== MATERIAL FOR THIS TASK

impl ApiService {
    pub fn new(
        gateway: Arc<dyn RemoteGateway>,
        store: Arc<Store>,
        transport: Arc<dyn PlaybackTransport>,
    ) -> Self {
        let coordinator = PlaybackCoordinator::new(store.clone(), transport.clone());
        Self {
            gateway,
            store,
            transport,
            coordinator,
        }
    }

    pub fn store(&self) -> &Arc<Store> {
        &self.store
    }

    pub fn coordinator(&self) -> &PlaybackCoordinator {
        &self.coordinator
    }

    /// One request with the shared bookkeeping: loading on before the
    /// exchange, loading off before any error is recorded, the failure
    /// message surfaced verbatim into `ui.error` and re-raised.
    async fn call<T: DeserializeOwned>(&self, request: ApiRequest) -> Result<T, GatewayError> {
        self.store.set_loading(true);
        self.store.clear_error();
        let path = request.path.clone();

        match self.gateway.send(request).await {
            Ok(value) => {
                self.store.set_loading(false);
                serde_json::from_value(value).map_err(|e| {
                    let error = GatewayError::InvalidResponse(e.to_string());
                    self.store.set_error(error.to_string());
                    error
                })
            }
            Err(error) => {
                self.store.set_loading(false);
                self.store.set_error(error.to_string());
                tracing::info!("request to {} failed: {}", path, error);
                Err(error)
            }
        }
    }

    fn body(value: &impl serde::Serialize) -> Result<serde_json::Value, GatewayError> {
        serde_json::to_value(value)
            .map_err(|e| GatewayError::InvalidResponse(format!("request body: {e}")))
    }

    // ----- playlists -----

    pub async fn fetch_playlist(&self) -> Result<PlaylistState, GatewayError> {
        let playlist: PlaylistState = self.call(ApiRequest::get("/api/playlist")).await?;
        self.store
            .set_state(StatePatch::playlist(playlist.clone()), false);
        Ok(playlist)
    }

    pub async fn list_playlists(&self) -> Result<PlaylistIndex, GatewayError> {
        self.call(ApiRequest::get("/api/playlists")).await
    }

    pub async fn create_playlist(&self, name: &str) -> Result<PlaylistIndex, GatewayError> {
        self.call(ApiRequest::post("/api/playlists", json!({ "name": name })))
            .await
    }

    /// Switches the active playlist, then reloads playlist and up-next.
    pub async fn activate_playlist(&self, name: &str) -> Result<PlaylistIndex, GatewayError> {
        self.coordinator
            .preserve_playback_during(async {
                let index: PlaylistIndex = self
                    .call(ApiRequest::post(
                        "/api/playlists/activate",
                        json!({ "name": name }),
                    ))
                    .await?;
                self.fetch_playlist().await?;
                self.fetch_up_next().await?;
                Ok(index)
            })
            .await
    }

    pub async fn delete_playlist(&self, name: &str) -> Result<PlaylistIndex, GatewayError> {
        self.coordinator
            .preserve_playback_during(async {
                let index: PlaylistIndex = self
                    .call(ApiRequest::delete(format!("/api/playlists/{name}")))
                    .await?;
                self.fetch_playlist().await?;
                Ok(index)
            })
            .await
    }

    // ----- songs -----

    pub async fn add_song(&self, song: &NewSong) -> Result<PlaylistState, GatewayError> {
        self.coordinator
            .preserve_playback_during(async {
                let playlist: PlaylistState = self
                    .call(ApiRequest::post("/api/songs", Self::body(song)?))
                    .await?;
                self.store
                    .set_state(StatePatch::playlist(playlist.clone()), false);
                self.fetch_up_next().await?;
                Ok(playlist)
            })
            .await
    }

    pub async fn remove_song(&self, id: &str) -> Result<PlaylistState, GatewayError> {
        self.coordinator
            .preserve_playback_during(async {
                let playlist: PlaylistState = self
                    .call(ApiRequest::delete(format!("/api/songs/{id}")))
                    .await?;
                self.store
                    .set_state(StatePatch::playlist(playlist.clone()), false);
                self.fetch_up_next().await?;
                Ok(playlist)
            })
            .await
    }

    pub async fn toggle_favorite(&self, id: &str) -> Result<PlaylistState, GatewayError> {
        self.coordinator
            .preserve_playback_during(async {
                let playlist: PlaylistState = self
                    .call(ApiRequest::patch(format!("/api/songs/{id}/favorite")))
                    .await?;
                self.store
                    .set_state(StatePatch::playlist(playlist.clone()), false);
                Ok(playlist)
            })
            .await
    }

    pub async fn favorites(&self) -> Result<FavoritesList, GatewayError> {
        self.call(ApiRequest::get("/api/favorites")).await
    }

    // ----- transport cursor -----

    pub async fn set_current(&self, index: usize) -> Result<PlaylistState, GatewayError> {
        self.select(ApiRequest::post(
            "/api/control/current",
            json!({ "index": index }),
        ))
        .await
    }

    pub async fn next(&self) -> Result<PlaylistState, GatewayError> {
        self.select(ApiRequest::post_empty("/api/control/next")).await
    }

    pub async fn prev(&self) -> Result<PlaylistState, GatewayError> {
        self.select(ApiRequest::post_empty("/api/control/prev")).await
    }

    pub async fn jump_to(&self, song_id: &str) -> Result<PlaylistState, GatewayError> {
        self.select(ApiRequest::post(
            "/api/control/jump",
            json!({ "songId": song_id }),
        ))
        .await
    }

    /// Shared tail of the selection operations: selecting a song always
    /// clears manual pause intent, reloads the lookahead, and autoplays
    /// once the new source settles.
    async fn select(&self, request: ApiRequest) -> Result<PlaylistState, GatewayError> {
        let playlist: PlaylistState = self.call(request).await?;
        self.store.set_state(
            StatePatch::playlist(playlist.clone()).with_user_paused(false),
            false,
        );
        self.fetch_up_next().await?;
        self.coordinator.request_autoplay();
        Ok(playlist)
    }

    // ----- queue -----

    pub async fn fetch_up_next(&self) -> Result<UpNextState, GatewayError> {
        let upnext: UpNextState = self.call(ApiRequest::get("/api/upnext")).await?;
        self.store
            .set_state(StatePatch::upnext(upnext.clone()), false);
        Ok(upnext)
    }

    pub async fn fetch_queue(&self) -> Result<QueueState, GatewayError> {
        self.call(ApiRequest::get("/api/queue")).await
    }

    pub async fn enqueue_song(&self, song_id: &str) -> Result<QueueState, GatewayError> {
        self.coordinator
            .preserve_playback_during(async {
                let queue: QueueState = self
                    .call(ApiRequest::post(
                        "/api/queue/enqueue",
                        json!({ "songId": song_id }),
                    ))
                    .await?;
                self.fetch_up_next().await?;
                Ok(queue)
            })
            .await
    }

    pub async fn remove_from_queue(&self, index: usize) -> Result<QueueState, GatewayError> {
        self.coordinator
            .preserve_playback_during(async {
                let queue: QueueState = self
                    .call(ApiRequest::delete(format!("/api/queue/{index}")))
                    .await?;
                self.fetch_up_next().await?;
                self.fetch_playlist().await?;
                Ok(queue)
            })
            .await
    }

    pub async fn clear_queue(&self) -> Result<QueueState, GatewayError> {
        self.coordinator
            .preserve_playback_during(async {
                let queue: QueueState =
                    self.call(ApiRequest::post_empty("/api/queue/clear")).await?;
                self.fetch_up_next().await?;
                Ok(queue)
            })
            .await
    }

    // ----- modes -----

    /// Partial mode change; the returned modes are merged into
    /// `playlist.modes` and the lookahead is reloaded (shuffle and repeat
    /// reorder it server-side).
    pub async fn set_mode(&self, modes: ModesPatch) -> Result<PlaybackModes, GatewayError> {
        self.coordinator
            .preserve_playback_during(async {
                let modes: PlaybackModes = self
                    .call(ApiRequest::post("/api/mode", Self::body(&modes)?))
                    .await?;
                self.store.set_state(
                    StatePatch::playlist(PlaylistPatch::modes(modes)),
                    false,
                );
                self.fetch_up_next().await?;
                Ok(modes)
            })
            .await
    }

    pub async fn get_mode(&self) -> Result<PlaybackModes, GatewayError> {
        self.call(ApiRequest::get("/api/mode")).await
    }

    // ----- upload -----

    pub async fn upload(&self, filename: &str, bytes: Vec<u8>) -> Result<UploadedFile, GatewayError> {
        self.store.set_loading(true);
        match self.gateway.upload(filename, bytes).await {
            Ok(value) => {
                self.store.set_loading(false);
                serde_json::from_value(value).map_err(|e| {
                    let error = GatewayError::InvalidResponse(e.to_string());
                    self.store.set_error(error.to_string());
                    error
                })
            }
            Err(error) => {
                self.store.set_loading(false);
                self.store.set_error(error.to_string());
                Err(error)
            }
        }
    }

    // ----- lifecycle -----

    /// First hydration: playlist, up-next and modes fetched concurrently,
    /// then the app-initialized event.
    pub async fn initialize(&self) -> Result<(), GatewayError> {
        self.store.set_loading(true);
        let result = futures::try_join!(
            self.fetch_playlist(),
            self.fetch_up_next(),
            self.get_mode()
        );

        match result {
            Ok(_) => {
                self.store.set_loading(false);
                self.store
                    .events()
                    .emit(EventKind::AppInitialized, &Notification::Initialized);
                Ok(())
            }
            Err(error) => {
                self.store.set_loading(false);
                self.store.set_error(error.to_string());
                Err(error)
            }
        }
    }

    // ----- local transport intent -----

    /// Explicit user play; clears manual pause intent.
    pub async fn play(&self) {
        self.store.set_state(StatePatch::user_paused(false), false);
        self.transport.resume().await;
    }

    /// Explicit user pause; system pauses never set this.
    pub async fn pause(&self) {
        self.store.set_state(StatePatch::user_paused(true), false);
        self.transport.pause().await;
    }

    pub async fn toggle_play_pause(&self) {
        if self.store.player().is_playing {
            self.pause().await;
        } else {
            self.play().await;
        }
    }
}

====

Taking the records above as input, show every line in which the word "PlaybackCoordinator" is present.

SOLUTION:
        let coordinator = PlaybackCoordinator::new(store.clone(), transport.clone());
    pub fn coordinator(&self) -> &PlaybackCoordinator {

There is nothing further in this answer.